CGI Security : Better Safe than Sorry
Creating a Page Counter In Perl
Speed Thrills : CGI Please ... and Fast!
CGI Programming Made (Relatively) Easy Using Libraries
Server-Side Includes and its Extensions
Random and Recursive Crypting using Salt on Unix and Win32
You are here: irt.org | Articles | CGI & Perl | Reading and Writing to Files on the Server [ previous next ]
Published on: Sunday 9th August 1998 By: Jason Nugent
In the past few articles, we have taken a look at how data is sent to the server, how it is read into your CGI script, and also how to extract that information from its encoded form.

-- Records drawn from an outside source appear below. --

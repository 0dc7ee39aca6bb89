//! Named-tuple section shape: connection strings with a provider attribute.
//!
//! Each entry is enumerated twice: `name` carries the connection string and
//! `name:providerName` carries the provider, so both can be injected.

use serde::{Deserialize, Serialize};

use super::{SectionHandler, SectionItem, Update};
use crate::constants::PROVIDER_NAME_SUFFIX;

#[derive(Debug, Clone, Default, PartialEq, Eq, Serialize, Deserialize)]
#[serde(rename_all = "camelCase")]
pub struct ConnectionString {
    pub name: String,
    pub connection_string: String,
    #[serde(default, skip_serializing_if = "Option::is_none")]
    pub provider_name: Option<String>,
}

impl ConnectionString {
    pub fn new(name: impl Into<String>, connection_string: impl Into<String>) -> Self {
        Self {
            name: name.into(),
            connection_string: connection_string.into(),
            provider_name: None,
        }
    }

    pub fn with_provider(mut self, provider: impl Into<String>) -> Self {
        self.provider_name = Some(provider.into());
        self
    }
}

/// Ordered list of connection strings; names are case-insensitive.
#[derive(Debug, Clone, Default, PartialEq, Eq, Serialize, Deserialize)]
#[serde(transparent)]
pub struct ConnectionStrings {
    entries: Vec<ConnectionString>,
}

impl ConnectionStrings {
    pub fn new() -> Self {
        Self::default()
    }

    pub fn get(&self, name: &str) -> Option<&ConnectionString> {
        self.entries
            .iter()
            .find(|entry| entry.name.eq_ignore_ascii_case(name))
    }

    pub fn add(&mut self, entry: ConnectionString) {
        self.remove(&entry.name);
        self.entries.push(entry);
    }

    /// Put `entry` where `old_name` sits, falling back to the slot of an
    /// entry already named like `entry`, then to the end. Other entries with
    /// the new name are dropped.
    pub fn replace(&mut self, old_name: &str, entry: ConnectionString) {
        let Some(index) = self
            .position(old_name)
            .or_else(|| self.position(&entry.name))
        else {
            self.entries.push(entry);
            return;
        };

        let name = entry.name.clone();
        self.entries[index] = entry;
        let mut position = 0;
        self.entries.retain(|other| {
            let keep = position == index || !other.name.eq_ignore_ascii_case(&name);
            position += 1;
            keep
        });
    }

    pub fn remove(&mut self, name: &str) -> Option<ConnectionString> {
        let index = self.position(name)?;
        Some(self.entries.remove(index))
    }

    fn position(&self, name: &str) -> Option<usize> {
        self.entries
            .iter()
            .position(|entry| entry.name.eq_ignore_ascii_case(name))
    }

    pub fn len(&self) -> usize {
        self.entries.len()
    }

    pub fn is_empty(&self) -> bool {
        self.entries.is_empty()
    }

    pub fn iter(&self) -> impl Iterator<Item = &ConnectionString> {
        self.entries.iter()
    }
}

impl FromIterator<ConnectionString> for ConnectionStrings {
    fn from_iter<T: IntoIterator<Item = ConnectionString>>(iter: T) -> Self {
        let mut strings = Self::new();
        for entry in iter {
            strings.add(entry);
        }
        strings
    }
}

/// Splits `name:providerName` into `name`.
fn provider_target(key: &str) -> Option<&str> {
    let split = key.len().checked_sub(PROVIDER_NAME_SUFFIX.len())?;
    let (name, suffix) = (key.get(..split)?, key.get(split..)?);
    suffix
        .eq_ignore_ascii_case(PROVIDER_NAME_SUFFIX)
        .then_some(name)
}

/// Adapter for `ConnectionStrings`.
#[derive(Debug, Clone, Copy, Default)]
pub struct ConnectionStringsHandler;

impl SectionHandler for ConnectionStringsHandler {
    type Section = ConnectionStrings;
    type Handle = ConnectionString;

    fn items(&self, section: &ConnectionStrings) -> Vec<SectionItem<ConnectionString>> {
        section
            .iter()
            .flat_map(|entry| {
                [
                    SectionItem {
                        key: entry.name.clone(),
                        value: Some(entry.connection_string.clone()),
                        handle: entry.clone(),
                    },
                    SectionItem {
                        key: format!("{}{PROVIDER_NAME_SUFFIX}", entry.name),
                        value: entry.provider_name.clone(),
                        handle: entry.clone(),
                    },
                ]
            })
            .collect()
    }

    fn insert_or_update(
        &self,
        section: &mut ConnectionStrings,
        update: Update<'_, ConnectionString>,
    ) {
        if let Some(name) = provider_target(update.key) {
            let lookup = update.old_handle.map_or(name, |old| old.name.as_str());
            let mut entry = section
                .get(lookup)
                .cloned()
                .unwrap_or_else(|| ConnectionString::new(name, ""));
            entry.name = name.to_string();
            entry.provider_name = Some(update.value.to_string());
            section.replace(lookup, entry);
            return;
        }

        // Keep attributes the engine does not know about.
        let mut entry = update
            .old_handle
            .cloned()
            .or_else(|| section.get(update.key).cloned())
            .unwrap_or_default();
        entry.name = update.key.to_string();
        entry.connection_string = update.value.to_string();
        section.replace(update.old_key.unwrap_or(update.key), entry);
    }
}

#[cfg(test)]
mod tests {
    use super::*;

    fn update<'a>(
        key: &'a str,
        value: &'a str,
        old_key: Option<&'a str>,
        old_handle: Option<&'a ConnectionString>,
    ) -> Update<'a, ConnectionString> {
        Update {
            key,
            value,
            old_key,
            old_handle,
        }
    }

    #[test]
    fn test_items_expose_provider_key() {
        let section: ConnectionStrings =
            [ConnectionString::new("db", "Server=x").with_provider("System.Data.SqlClient")]
                .into_iter()
                .collect();
        let items = ConnectionStringsHandler.items(&section);
        assert_eq!(items.len(), 2);
        assert_eq!(items[0].key, "db");
        assert_eq!(items[0].value.as_deref(), Some("Server=x"));
        assert_eq!(items[1].key, "db:providerName");
        assert_eq!(items[1].value.as_deref(), Some("System.Data.SqlClient"));
    }

    #[test]
    fn test_update_preserves_provider() {
        let original = ConnectionString::new("db", "old").with_provider("Npgsql");
        let mut section: ConnectionStrings = [original.clone()].into_iter().collect();
        ConnectionStringsHandler.insert_or_update(
            &mut section,
            update("db", "new", Some("db"), Some(&original)),
        );
        let entry = section.get("db").unwrap();
        assert_eq!(entry.connection_string, "new");
        assert_eq!(entry.provider_name.as_deref(), Some("Npgsql"));
        assert_eq!(section.len(), 1);
    }

    #[test]
    fn test_update_without_handle_preserves_existing_provider() {
        let mut section: ConnectionStrings = [ConnectionString::new("DB", "old").with_provider("p")]
            .into_iter()
            .collect();
        ConnectionStringsHandler.insert_or_update(&mut section, update("db", "new", None, None));
        let entry = section.get("db").unwrap();
        assert_eq!(entry.name, "db");
        assert_eq!(entry.provider_name.as_deref(), Some("p"));
        assert_eq!(section.len(), 1);
    }

    #[test]
    fn test_provider_key_updates_only_provider() {
        let original = ConnectionString::new("db", "Server=x");
        let mut section: ConnectionStrings = [original.clone()].into_iter().collect();
        ConnectionStringsHandler.insert_or_update(
            &mut section,
            update("db:providerName", "MySql", Some("db:providerName"), Some(&original)),
        );
        let entry = section.get("db").unwrap();
        assert_eq!(entry.connection_string, "Server=x");
        assert_eq!(entry.provider_name.as_deref(), Some("MySql"));
    }

    #[test]
    fn test_provider_key_creates_entry() {
        let mut section = ConnectionStrings::new();
        ConnectionStringsHandler
            .insert_or_update(&mut section, update("new:PROVIDERNAME", "p", None, None));
        let entry = section.get("new").unwrap();
        assert_eq!(entry.connection_string, "");
        assert_eq!(entry.provider_name.as_deref(), Some("p"));
    }

    #[test]
    fn test_updates_keep_entry_position() {
        let original = ConnectionString::new("a", "old").with_provider("p");
        let mut section: ConnectionStrings = [
            original.clone(),
            ConnectionString::new("b", "2"),
            ConnectionString::new("c", "3"),
        ]
        .into_iter()
        .collect();

        ConnectionStringsHandler.insert_or_update(
            &mut section,
            update("a", "new", Some("a"), Some(&original)),
        );
        ConnectionStringsHandler.insert_or_update(
            &mut section,
            update("b:providerName", "q", None, None),
        );

        let names: Vec<_> = section.iter().map(|entry| entry.name.as_str()).collect();
        assert_eq!(names, ["a", "b", "c"]);
        assert_eq!(section.get("a").unwrap().connection_string, "new");
        assert_eq!(section.get("b").unwrap().provider_name.as_deref(), Some("q"));
    }

    #[test]
    fn test_replace_drops_duplicate_of_new_name() {
        let mut section: ConnectionStrings = [
            ConnectionString::new("Prefix_a", "1"),
            ConnectionString::new("b", "2"),
            ConnectionString::new("a", "stale"),
        ]
        .into_iter()
        .collect();

        section.replace("Prefix_a", ConnectionString::new("a", "fresh"));

        let names: Vec<_> = section.iter().map(|entry| entry.name.as_str()).collect();
        assert_eq!(names, ["a", "b"]);
        assert_eq!(section.get("a").unwrap().connection_string, "fresh");
    }

    #[test]
    fn test_provider_target() {
        assert_eq!(provider_target("a:providerName"), Some("a"));
        assert_eq!(provider_target("a:ProviderName"), Some("a"));
        assert_eq!(provider_target("providerName"), None);
        assert_eq!(provider_target("a"), None);
    }

    #[test]
    fn test_json_shape() {
        let section: ConnectionStrings = serde_json::from_str(
            r#"[{"name":"db","connectionString":"x","providerName":"p"}]"#,
        )
        .unwrap();
        assert_eq!(section.get("db").unwrap().provider_name.as_deref(), Some("p"));
    }
}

Once we had this data, we showed it back to the user to prove to ourselves that the process worked correctly.
The problem is, however, is that once the CGI script is done executing, our data is lost. Gone. No more. The next time our script was run, it would start off fresh, with no recollection of what had just happened.
Its time to change how this works, it would appear. This article will discuss the mechanisms most often used in Perl scripts to store data out to the filesystem so it can be used again at a later time. Once your data is in a file on the server, other programs may access it, you can manipulate it, graph it, or do just about anything you want with it.
I'm going to assume that you are familiar with the decoding process discussed in the other article. I will assume that you have the data stored in an series of variables, ready to be saved out to the filesystem. Let us begin.
In order to save or read information from a file (or from STDIN, the location where the information comes into your script when POST is used to submit it), you need a filehandle open. A filehandle is basically a pipeline or gateway to a resource outside the script. Typically, these resources are files located on the server. A filehandle is created when you open a file either for reading, writing, or appending. Printing to or reading from the filehandle represents printing to or reading from the file on the server. To create a filehandle, you need to use the open() command.
The structure of the open command is simple, but you can alter the way a file is opened using several modifiers. The basic command is
open (FILEHANDLE, "filename") or die "cannot open file: $!";
The FILEHANDLE is the filehandle that is created during the open process. It is through this filehandle that you will be doing all your communicating with the file you have just opened. The "filename" represents the name of the file you wish to open. The filename can contain complete path information as well:
/home/wwwroot/docs/scripts/myfile.txt
In this example, the entire directory path is entered as part of the filename. The complete path is not necessary for the open() command to work, but I recommend it. It ensures that the file is being created (or read from) the proper directory and allows you to reference files that might not exist in the directory in which the script is being run. You may also store your filename in a variable, and then pass the variable to the open() command as an argument.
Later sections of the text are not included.